### DATA SUPPLIED
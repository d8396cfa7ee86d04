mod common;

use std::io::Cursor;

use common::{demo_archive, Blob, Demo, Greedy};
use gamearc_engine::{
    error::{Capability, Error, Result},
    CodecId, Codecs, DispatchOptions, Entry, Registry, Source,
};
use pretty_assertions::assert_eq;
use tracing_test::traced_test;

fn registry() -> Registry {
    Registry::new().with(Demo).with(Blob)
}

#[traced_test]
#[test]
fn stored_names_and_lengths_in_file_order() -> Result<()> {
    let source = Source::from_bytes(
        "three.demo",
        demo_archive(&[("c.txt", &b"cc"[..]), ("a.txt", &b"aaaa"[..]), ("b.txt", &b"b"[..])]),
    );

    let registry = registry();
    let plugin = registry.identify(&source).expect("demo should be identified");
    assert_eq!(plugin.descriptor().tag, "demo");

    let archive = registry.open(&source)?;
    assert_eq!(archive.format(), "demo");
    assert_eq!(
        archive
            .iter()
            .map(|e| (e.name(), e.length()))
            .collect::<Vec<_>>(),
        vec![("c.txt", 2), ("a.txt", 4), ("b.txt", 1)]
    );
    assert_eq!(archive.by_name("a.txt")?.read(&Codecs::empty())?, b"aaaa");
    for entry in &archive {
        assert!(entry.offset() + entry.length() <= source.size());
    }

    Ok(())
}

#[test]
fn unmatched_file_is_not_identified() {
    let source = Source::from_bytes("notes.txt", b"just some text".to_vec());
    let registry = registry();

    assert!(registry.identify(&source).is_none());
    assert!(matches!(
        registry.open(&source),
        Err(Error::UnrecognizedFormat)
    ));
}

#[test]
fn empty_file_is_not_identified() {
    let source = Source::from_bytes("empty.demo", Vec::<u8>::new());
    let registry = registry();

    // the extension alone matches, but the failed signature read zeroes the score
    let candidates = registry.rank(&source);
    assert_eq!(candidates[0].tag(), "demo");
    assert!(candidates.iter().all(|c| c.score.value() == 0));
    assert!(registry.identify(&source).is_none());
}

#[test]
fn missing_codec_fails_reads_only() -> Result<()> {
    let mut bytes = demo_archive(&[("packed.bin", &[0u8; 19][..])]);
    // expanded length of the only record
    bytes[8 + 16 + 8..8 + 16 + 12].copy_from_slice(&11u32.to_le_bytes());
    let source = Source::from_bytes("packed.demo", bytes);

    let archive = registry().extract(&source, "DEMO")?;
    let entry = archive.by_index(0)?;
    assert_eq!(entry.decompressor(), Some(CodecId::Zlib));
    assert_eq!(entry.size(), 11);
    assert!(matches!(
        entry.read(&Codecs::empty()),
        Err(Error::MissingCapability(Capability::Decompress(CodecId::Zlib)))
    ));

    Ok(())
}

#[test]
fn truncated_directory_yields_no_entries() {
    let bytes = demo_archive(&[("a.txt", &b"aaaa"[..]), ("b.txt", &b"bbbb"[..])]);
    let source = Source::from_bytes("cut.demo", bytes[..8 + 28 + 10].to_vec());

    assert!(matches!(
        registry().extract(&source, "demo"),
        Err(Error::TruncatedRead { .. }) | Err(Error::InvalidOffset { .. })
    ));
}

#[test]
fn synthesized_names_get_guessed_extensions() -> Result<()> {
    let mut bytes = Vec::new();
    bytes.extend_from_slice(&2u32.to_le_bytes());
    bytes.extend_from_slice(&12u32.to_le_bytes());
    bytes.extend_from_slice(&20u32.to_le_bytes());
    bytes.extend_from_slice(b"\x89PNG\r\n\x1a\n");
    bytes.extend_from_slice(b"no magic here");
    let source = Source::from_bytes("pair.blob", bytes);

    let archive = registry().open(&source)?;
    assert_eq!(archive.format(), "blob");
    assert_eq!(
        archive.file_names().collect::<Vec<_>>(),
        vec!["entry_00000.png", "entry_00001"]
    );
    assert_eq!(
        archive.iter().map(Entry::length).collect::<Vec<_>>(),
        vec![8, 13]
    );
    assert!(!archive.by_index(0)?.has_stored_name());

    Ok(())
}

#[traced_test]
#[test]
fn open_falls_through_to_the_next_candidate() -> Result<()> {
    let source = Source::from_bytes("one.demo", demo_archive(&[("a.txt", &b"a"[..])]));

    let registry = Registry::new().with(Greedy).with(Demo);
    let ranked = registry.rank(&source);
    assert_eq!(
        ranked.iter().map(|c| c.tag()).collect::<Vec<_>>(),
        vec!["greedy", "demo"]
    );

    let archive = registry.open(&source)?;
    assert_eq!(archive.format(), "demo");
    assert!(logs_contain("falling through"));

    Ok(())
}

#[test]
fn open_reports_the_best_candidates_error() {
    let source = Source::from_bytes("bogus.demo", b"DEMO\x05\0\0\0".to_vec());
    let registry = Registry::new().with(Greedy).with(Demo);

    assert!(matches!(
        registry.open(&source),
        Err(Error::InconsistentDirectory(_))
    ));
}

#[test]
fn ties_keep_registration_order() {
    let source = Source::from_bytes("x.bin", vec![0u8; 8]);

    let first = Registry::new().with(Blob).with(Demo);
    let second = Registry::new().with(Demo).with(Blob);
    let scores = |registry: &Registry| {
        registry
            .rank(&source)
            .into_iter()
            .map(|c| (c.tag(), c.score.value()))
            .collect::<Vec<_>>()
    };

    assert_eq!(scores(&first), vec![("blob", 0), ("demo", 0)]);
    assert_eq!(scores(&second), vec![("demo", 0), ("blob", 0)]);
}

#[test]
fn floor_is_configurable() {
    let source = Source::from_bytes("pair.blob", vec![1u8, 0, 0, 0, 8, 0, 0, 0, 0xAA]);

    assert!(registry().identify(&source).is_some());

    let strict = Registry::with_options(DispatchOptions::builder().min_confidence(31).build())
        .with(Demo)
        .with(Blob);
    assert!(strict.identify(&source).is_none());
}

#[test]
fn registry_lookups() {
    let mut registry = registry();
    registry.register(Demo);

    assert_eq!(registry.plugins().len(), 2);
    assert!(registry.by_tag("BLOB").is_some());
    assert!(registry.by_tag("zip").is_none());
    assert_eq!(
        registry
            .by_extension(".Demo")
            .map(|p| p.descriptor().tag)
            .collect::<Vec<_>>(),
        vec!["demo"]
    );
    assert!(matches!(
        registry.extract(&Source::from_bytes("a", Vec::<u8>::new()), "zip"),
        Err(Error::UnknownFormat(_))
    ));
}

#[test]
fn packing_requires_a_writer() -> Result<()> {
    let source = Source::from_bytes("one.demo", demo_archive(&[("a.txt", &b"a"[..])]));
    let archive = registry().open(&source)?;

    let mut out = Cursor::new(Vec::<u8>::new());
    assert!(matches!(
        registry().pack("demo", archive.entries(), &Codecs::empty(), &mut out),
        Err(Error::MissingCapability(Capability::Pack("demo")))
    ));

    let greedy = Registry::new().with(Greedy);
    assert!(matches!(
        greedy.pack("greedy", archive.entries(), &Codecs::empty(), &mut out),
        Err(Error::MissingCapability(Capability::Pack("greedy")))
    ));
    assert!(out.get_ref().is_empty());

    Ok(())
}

...

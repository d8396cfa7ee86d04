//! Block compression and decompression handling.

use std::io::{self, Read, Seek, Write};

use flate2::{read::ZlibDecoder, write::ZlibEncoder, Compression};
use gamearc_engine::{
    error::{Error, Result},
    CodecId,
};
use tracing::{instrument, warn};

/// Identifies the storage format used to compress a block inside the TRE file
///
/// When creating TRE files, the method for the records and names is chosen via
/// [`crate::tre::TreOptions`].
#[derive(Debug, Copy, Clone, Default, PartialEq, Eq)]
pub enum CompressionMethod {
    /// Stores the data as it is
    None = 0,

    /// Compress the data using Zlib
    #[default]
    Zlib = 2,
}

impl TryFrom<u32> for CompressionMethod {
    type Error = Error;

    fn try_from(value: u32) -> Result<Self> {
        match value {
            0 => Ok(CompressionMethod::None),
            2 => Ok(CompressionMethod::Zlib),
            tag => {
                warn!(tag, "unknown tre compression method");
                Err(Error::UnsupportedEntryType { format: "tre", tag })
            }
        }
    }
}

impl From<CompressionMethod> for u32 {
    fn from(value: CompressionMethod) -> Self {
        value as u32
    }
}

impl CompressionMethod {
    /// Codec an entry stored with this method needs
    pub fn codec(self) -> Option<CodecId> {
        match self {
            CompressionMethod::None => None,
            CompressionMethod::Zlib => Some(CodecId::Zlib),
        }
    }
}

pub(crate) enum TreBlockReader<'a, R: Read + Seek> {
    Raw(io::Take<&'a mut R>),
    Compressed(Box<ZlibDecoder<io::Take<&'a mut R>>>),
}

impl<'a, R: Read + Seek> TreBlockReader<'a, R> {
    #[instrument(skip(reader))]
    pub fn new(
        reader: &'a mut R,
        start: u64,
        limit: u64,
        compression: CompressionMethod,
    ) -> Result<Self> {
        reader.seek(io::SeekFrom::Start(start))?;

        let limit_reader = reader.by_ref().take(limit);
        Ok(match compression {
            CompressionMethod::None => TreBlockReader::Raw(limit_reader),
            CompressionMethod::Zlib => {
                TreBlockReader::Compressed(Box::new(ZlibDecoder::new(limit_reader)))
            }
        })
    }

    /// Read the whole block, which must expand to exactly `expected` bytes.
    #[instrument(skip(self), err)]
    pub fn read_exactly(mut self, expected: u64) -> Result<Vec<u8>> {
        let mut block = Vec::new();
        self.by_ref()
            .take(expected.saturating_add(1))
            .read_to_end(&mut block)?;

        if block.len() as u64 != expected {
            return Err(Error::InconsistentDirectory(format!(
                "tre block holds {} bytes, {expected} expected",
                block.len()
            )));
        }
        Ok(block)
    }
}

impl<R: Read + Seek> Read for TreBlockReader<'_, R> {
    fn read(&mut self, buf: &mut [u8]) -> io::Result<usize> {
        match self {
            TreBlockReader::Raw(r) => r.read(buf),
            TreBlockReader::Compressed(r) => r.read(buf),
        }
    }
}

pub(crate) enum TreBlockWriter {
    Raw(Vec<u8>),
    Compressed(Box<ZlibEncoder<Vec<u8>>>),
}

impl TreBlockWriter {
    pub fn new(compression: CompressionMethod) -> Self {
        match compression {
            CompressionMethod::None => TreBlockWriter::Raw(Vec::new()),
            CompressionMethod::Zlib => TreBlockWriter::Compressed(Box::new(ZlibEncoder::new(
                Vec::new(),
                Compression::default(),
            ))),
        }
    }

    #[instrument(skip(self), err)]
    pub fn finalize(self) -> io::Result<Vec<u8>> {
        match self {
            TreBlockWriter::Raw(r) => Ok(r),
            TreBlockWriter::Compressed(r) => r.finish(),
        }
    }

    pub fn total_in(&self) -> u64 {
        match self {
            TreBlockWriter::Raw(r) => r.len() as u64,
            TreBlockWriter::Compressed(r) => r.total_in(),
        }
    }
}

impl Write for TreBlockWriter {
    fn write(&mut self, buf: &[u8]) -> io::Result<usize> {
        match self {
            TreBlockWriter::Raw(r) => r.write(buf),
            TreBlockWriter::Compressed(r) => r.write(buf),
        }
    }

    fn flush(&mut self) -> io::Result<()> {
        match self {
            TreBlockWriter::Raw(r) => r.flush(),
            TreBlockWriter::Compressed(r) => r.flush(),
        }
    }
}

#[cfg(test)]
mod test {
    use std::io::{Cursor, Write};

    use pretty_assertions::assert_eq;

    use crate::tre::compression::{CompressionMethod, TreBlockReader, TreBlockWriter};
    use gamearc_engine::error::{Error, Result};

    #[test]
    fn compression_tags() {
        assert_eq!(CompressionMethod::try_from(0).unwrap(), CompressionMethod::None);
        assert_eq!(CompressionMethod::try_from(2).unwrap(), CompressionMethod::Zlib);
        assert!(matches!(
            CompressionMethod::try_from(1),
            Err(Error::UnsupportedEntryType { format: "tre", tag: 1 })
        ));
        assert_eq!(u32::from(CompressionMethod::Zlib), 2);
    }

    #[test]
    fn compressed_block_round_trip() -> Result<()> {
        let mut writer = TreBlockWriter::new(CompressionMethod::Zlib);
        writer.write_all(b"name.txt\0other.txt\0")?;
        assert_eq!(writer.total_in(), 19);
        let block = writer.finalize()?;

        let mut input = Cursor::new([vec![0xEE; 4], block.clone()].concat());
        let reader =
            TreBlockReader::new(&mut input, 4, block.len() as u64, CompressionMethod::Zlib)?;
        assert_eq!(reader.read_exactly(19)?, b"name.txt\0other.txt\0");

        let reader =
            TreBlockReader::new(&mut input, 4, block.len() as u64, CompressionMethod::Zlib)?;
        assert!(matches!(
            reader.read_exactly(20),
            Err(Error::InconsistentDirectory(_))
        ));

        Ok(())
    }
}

...

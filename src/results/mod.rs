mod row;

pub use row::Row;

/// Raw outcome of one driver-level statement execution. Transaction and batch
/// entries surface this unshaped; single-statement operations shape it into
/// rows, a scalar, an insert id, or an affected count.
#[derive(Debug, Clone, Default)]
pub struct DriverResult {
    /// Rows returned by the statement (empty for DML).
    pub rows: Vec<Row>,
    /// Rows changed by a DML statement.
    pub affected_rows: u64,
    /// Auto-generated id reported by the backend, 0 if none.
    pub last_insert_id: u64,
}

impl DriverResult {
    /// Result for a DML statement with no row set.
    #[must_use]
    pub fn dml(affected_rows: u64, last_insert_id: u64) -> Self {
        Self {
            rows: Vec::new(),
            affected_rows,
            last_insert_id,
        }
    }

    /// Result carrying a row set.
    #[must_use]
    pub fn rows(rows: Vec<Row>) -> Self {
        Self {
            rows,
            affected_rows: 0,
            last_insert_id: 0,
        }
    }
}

### YOUR ASSIGNMENT
Set aside each line above that includes the string "ZlibDecoder" and report it.

### SOLUTION
use flate2::{read::ZlibDecoder, write::ZlibEncoder, Compression};
    Compressed(Box<ZlibDecoder<io::Take<&'a mut R>>>),
                TreBlockReader::Compressed(Box::new(ZlibDecoder::new(limit_reader)))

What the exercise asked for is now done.